Canadian writer Anne Michaels is both a poet and a novelist, and her poetic sensibility suffuses HELD, her third novel. With its blend of fictional and real characters, its elliptical style, and a narrative structure that hopscotches across the 20th and early 21st centuries in non-chronological fashion, it’s a work that’s reminiscent of intellectually challenging ones like Olga Tokarczuk’s FLIGHTS and Maria Popova’s FIGURING. But above all, its defining characteristic is Michaels’ facility with language that she uses to paint evocative and moving scenes.

In an email interview with the CBC last year, Michaels described her aspiration for the novel: “I wanted to explore the effects over time, of our inner lives --- what is essentially invisible; how moments of comprehension, desire, transcendence, doubt, belief, the longing for meaning --- work their transformations decades later.”

"HELD is a work that’s best consumed in small bites rather than greedily devoured. It’s also one that can be revisited with pleasure, spurred by the search for connections that may have been missed on a first reading."

Michaels pursues that goal through glimpses of an assortment of characters that include a wounded English veteran of World War I and his artist wife, their granddaughter --- a physician who travels to war zones in the 1980s to work in “refugee camps, field hospitals, the most dangerous places” --- and her journalist lover, and the scientist Marie Curie and her British scientific colleague, Hertha Ayrton. The connections among these characters are suggested rather than made explicit, inviting readers to participate in the creative process by teasing them out of the narrative.
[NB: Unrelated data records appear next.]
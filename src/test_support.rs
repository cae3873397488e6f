//! Keys with caller-chosen digests, used to force collisions in tests

use std::{
    fmt,
    hash::{BuildHasherDefault, Hash, Hasher},
};

/// Hasher reporting the last `u64` written to it as the digest
#[derive(Debug, Default)]
pub(crate) struct IdentityHasher(u64);

impl Hasher for IdentityHasher {
    fn finish(&self) -> u64 {
        self.0
    }

    fn write(&mut self, bytes: &[u8]) {
        for &byte in bytes {
            self.0 = self.0.rotate_left(8) ^ u64::from(byte);
        }
    }

    fn write_u64(&mut self, n: u64) {
        self.0 = n;
    }
}

/// Builder for [`IdentityHasher`]
pub(crate) type IdentityState = BuildHasherDefault<IdentityHasher>;

/// Key whose digest is chosen independently of its identity
#[derive(Clone, PartialEq, Eq)]
pub(crate) struct Collider {
    /// Identity compared by `Eq`
    id: u32,
    /// Digest reported to the hasher
    digest: u64,
}

impl Hash for Collider {
    fn hash<H: Hasher>(&self, state: &mut H) {
        state.write_u64(self.digest);
    }
}

impl fmt::Debug for Collider {
    fn fmt(&self, f: &mut fmt::Formatter<'_>) -> fmt::Result {
        write!(f, "#{}", self.id)
    }
}

impl fmt::Display for Collider {
    fn fmt(&self, f: &mut fmt::Formatter<'_>) -> fmt::Result {
        write!(f, "#{}", self.id)
    }
}

/// Builds a key with identity `id` that hashes to `digest`
pub(crate) const fn collider(id: u32, digest: u64) -> Collider {
    Collider { id, digest }
}
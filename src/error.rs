//! Error types surfaced by the table, its storage and its collaborators

use std::path::PathBuf;

use thiserror::Error;

/// Failures raised by the hash table, its backing array, views and cursors
#[derive(Error, Debug, Clone, PartialEq, Eq)]
pub enum TableError {
    /// Indexed access outside `[0, len)` of a `DynamicArray`
    #[error("index {index} out of range for length {len}")]
    IndexOutOfRange {
        /// The offending index
        index: usize,
        /// Logical length of the array at the time of access
        len: usize,
    },
    /// The table changed structurally since the cursor was created
    #[error("table was structurally modified during iteration")]
    ConcurrentModification,
    /// The cursor has no further occupied slot
    #[error("no next element")]
    NoSuchElement,
    /// `remove` or `set_value` called on a cursor not positioned by `next`
    #[error("cursor is not positioned on an element; call next() first")]
    IllegalState,
    /// Insertion attempted through a view
    #[error("{0} is not supported by this view")]
    UnsupportedOperation(&'static str),
}

/// Failures raised while loading a dataset file
#[derive(Error, Debug)]
pub enum DatasetError {
    /// The file could not be opened or read
    #[error("failed to read dataset {}: {source}", path.display())]
    Io {
        /// Path of the dataset
        path: PathBuf,
        /// Underlying I/O error
        #[source]
        source: std::io::Error,
    },
    /// Reading from an already opened source failed part way
    #[error("failed to read dataset line {line}: {source}")]
    Read {
        /// One-based line number that failed
        line: usize,
        /// Underlying I/O error
        #[source]
        source: std::io::Error,
    },
}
One recurring motif marries the art of photography to the subject of loss and memory. It appears early in the novel when John, with his “lame leg” and still suffering the physical and psychological effects of his involvement in the First World War’s savage trench warfare, is reunited with his wife, Helena, at their home in Yorkshire.

The couple live above John’s photography studio, where he specializes in portraits of his fellow injured soldiers. After he develops one of those pictures, he’s shocked to see a ghostly image on the print that turns out to be that of the deceased mother of his soldier subject. Michaels’ description of this remarkable event is illustrative of both her theme and her lyrical style:

“There are so many ways the dead show us they are with us. Sometimes they stay deliberately absent, in order to prove themselves by returning. Sometimes they stay close and then leave in order to prove they were with us. Sometimes they bring a stag to a graveyard, a cardinal to a fence, a song on the wireless as soon as you turn it on. Sometimes they bring a snowfall.”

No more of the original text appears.